#### WORK TO BE COMPLETED:
Using the entries below, show all lines with the string "UhsError".
+++ EXTRACTED INFORMATION +++
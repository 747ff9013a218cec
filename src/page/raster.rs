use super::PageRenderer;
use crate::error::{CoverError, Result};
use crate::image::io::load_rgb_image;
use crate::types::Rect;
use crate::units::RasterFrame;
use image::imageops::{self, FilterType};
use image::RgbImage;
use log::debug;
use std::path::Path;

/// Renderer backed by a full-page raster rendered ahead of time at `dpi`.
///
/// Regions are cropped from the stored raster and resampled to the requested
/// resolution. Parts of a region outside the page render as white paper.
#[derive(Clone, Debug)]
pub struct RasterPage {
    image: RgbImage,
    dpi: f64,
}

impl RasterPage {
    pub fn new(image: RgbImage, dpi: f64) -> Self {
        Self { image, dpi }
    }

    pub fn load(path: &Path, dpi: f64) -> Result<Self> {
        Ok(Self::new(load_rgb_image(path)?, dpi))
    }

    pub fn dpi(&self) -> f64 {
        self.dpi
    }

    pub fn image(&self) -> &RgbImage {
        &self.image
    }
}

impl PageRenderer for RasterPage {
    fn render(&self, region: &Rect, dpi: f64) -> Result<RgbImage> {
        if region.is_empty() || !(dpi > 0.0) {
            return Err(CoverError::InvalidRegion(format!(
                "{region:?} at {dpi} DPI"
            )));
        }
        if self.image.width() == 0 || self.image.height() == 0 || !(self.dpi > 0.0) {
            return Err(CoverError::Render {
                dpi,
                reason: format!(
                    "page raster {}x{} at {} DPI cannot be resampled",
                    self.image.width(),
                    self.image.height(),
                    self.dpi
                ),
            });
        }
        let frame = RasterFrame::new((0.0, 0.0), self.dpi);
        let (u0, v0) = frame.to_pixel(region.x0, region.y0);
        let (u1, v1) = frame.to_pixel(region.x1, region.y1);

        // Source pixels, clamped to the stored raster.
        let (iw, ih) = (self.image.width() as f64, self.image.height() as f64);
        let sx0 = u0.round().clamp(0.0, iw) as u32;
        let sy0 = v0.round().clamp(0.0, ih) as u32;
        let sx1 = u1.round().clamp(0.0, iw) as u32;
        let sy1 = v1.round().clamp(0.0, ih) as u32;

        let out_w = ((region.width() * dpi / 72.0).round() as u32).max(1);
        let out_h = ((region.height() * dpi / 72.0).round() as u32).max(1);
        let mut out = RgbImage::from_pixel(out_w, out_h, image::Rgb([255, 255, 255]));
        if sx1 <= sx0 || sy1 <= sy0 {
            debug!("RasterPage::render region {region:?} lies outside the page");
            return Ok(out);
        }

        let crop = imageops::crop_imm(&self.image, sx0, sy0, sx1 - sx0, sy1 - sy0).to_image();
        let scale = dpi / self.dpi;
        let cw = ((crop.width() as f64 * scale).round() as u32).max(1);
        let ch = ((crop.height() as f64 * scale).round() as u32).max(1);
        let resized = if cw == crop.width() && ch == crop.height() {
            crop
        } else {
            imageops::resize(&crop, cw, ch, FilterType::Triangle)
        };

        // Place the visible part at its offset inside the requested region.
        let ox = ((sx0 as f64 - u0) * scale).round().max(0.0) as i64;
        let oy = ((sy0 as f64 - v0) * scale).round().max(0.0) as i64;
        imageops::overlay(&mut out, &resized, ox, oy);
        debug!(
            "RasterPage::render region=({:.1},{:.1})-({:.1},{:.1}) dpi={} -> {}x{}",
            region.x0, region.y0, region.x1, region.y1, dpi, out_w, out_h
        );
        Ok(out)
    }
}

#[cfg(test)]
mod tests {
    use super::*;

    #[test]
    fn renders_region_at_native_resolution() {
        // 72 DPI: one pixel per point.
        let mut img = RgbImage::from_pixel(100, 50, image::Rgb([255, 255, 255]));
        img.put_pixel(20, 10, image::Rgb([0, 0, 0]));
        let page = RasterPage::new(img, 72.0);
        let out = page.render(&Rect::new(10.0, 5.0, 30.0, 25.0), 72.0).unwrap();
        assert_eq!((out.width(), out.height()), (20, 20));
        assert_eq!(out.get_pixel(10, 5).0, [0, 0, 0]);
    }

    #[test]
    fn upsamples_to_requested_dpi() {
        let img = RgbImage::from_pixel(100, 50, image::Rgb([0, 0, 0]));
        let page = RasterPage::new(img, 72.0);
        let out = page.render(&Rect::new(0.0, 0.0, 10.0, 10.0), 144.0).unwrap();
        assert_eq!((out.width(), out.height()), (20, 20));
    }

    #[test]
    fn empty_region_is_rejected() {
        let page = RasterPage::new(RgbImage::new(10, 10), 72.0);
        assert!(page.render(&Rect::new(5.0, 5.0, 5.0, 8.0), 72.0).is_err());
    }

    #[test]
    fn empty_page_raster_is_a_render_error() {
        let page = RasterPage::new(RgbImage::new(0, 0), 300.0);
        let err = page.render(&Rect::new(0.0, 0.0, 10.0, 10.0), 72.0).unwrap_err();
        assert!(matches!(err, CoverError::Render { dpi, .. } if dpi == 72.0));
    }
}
+++
+++ EXTRACTED INFORMATION +++
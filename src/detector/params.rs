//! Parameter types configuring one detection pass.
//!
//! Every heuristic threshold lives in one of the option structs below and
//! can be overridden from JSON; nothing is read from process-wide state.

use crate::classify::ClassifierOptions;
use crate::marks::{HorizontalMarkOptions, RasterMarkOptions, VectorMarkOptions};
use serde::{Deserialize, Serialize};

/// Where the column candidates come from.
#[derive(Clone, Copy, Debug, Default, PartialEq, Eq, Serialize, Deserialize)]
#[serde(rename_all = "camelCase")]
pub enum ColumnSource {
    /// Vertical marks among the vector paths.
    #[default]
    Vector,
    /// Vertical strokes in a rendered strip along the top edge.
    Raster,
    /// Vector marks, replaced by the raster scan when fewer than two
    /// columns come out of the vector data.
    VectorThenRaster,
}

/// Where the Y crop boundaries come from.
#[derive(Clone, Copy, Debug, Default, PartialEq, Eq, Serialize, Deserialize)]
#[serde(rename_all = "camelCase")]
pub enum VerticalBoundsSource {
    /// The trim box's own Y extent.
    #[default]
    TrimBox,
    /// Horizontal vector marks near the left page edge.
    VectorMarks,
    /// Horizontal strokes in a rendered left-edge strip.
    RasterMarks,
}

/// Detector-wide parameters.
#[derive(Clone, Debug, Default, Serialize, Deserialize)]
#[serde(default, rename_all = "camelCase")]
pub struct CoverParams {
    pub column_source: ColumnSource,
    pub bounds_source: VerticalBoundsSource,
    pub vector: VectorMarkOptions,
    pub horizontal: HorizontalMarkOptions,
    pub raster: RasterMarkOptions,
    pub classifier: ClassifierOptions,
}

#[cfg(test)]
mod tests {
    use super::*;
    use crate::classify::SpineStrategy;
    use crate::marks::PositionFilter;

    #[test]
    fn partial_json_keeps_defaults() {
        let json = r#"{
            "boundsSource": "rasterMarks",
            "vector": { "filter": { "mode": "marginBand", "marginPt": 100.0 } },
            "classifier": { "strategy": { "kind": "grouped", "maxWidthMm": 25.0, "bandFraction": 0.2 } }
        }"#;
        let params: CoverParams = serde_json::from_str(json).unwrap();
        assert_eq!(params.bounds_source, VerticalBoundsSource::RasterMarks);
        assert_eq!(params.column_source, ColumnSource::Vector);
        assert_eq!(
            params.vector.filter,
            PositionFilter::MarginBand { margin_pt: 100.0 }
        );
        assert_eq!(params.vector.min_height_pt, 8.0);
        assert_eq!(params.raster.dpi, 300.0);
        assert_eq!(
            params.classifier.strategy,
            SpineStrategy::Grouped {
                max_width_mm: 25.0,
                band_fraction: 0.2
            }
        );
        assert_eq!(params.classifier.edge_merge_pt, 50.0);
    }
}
+++
+++ EXTRACTED INFORMATION +++
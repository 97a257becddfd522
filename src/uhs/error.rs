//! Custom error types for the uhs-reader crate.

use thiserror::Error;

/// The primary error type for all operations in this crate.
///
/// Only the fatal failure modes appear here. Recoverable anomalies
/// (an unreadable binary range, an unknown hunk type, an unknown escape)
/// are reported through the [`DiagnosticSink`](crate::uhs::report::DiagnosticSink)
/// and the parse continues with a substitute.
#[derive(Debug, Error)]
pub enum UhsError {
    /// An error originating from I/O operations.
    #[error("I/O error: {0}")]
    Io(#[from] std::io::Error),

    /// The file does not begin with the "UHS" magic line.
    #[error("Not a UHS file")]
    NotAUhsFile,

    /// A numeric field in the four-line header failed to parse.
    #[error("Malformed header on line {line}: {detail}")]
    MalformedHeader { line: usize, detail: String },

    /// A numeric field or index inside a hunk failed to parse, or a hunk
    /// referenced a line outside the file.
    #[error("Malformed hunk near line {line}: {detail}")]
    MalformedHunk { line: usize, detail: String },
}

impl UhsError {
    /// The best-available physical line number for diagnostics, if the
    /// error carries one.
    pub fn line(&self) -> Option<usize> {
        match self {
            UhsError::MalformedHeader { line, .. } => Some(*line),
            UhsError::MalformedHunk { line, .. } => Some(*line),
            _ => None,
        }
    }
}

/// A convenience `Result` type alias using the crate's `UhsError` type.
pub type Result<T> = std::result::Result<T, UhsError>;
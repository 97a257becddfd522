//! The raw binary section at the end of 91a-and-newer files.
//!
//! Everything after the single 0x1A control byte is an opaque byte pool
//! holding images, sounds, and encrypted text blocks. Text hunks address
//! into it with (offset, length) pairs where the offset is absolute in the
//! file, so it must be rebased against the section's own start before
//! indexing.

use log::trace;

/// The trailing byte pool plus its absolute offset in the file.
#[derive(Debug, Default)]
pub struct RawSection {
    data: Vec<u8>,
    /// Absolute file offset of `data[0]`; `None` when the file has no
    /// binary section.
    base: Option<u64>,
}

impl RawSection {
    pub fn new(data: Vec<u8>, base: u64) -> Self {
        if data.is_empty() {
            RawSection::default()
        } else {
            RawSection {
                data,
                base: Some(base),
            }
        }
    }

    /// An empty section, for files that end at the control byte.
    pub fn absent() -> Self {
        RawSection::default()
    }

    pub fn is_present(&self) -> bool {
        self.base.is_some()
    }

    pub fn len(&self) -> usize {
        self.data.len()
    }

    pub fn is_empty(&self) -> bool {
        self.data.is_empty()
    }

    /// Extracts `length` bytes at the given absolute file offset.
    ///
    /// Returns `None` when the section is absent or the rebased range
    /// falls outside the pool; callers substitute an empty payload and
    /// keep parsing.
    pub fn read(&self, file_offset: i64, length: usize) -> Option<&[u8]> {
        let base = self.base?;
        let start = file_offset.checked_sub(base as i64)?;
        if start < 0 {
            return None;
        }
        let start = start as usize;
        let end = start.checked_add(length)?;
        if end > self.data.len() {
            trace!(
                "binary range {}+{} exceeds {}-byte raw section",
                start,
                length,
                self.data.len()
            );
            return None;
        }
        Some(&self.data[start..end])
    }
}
+++
#### REPLY:
pub enum UhsError {
impl UhsError {
            UhsError::MalformedHeader { line, .. } => Some(*line),
            UhsError::MalformedHunk { line, .. } => Some(*line),
/// A convenience `Result` type alias using the crate's `UhsError` type.
pub type Result<T> = std::result::Result<T, UhsError>;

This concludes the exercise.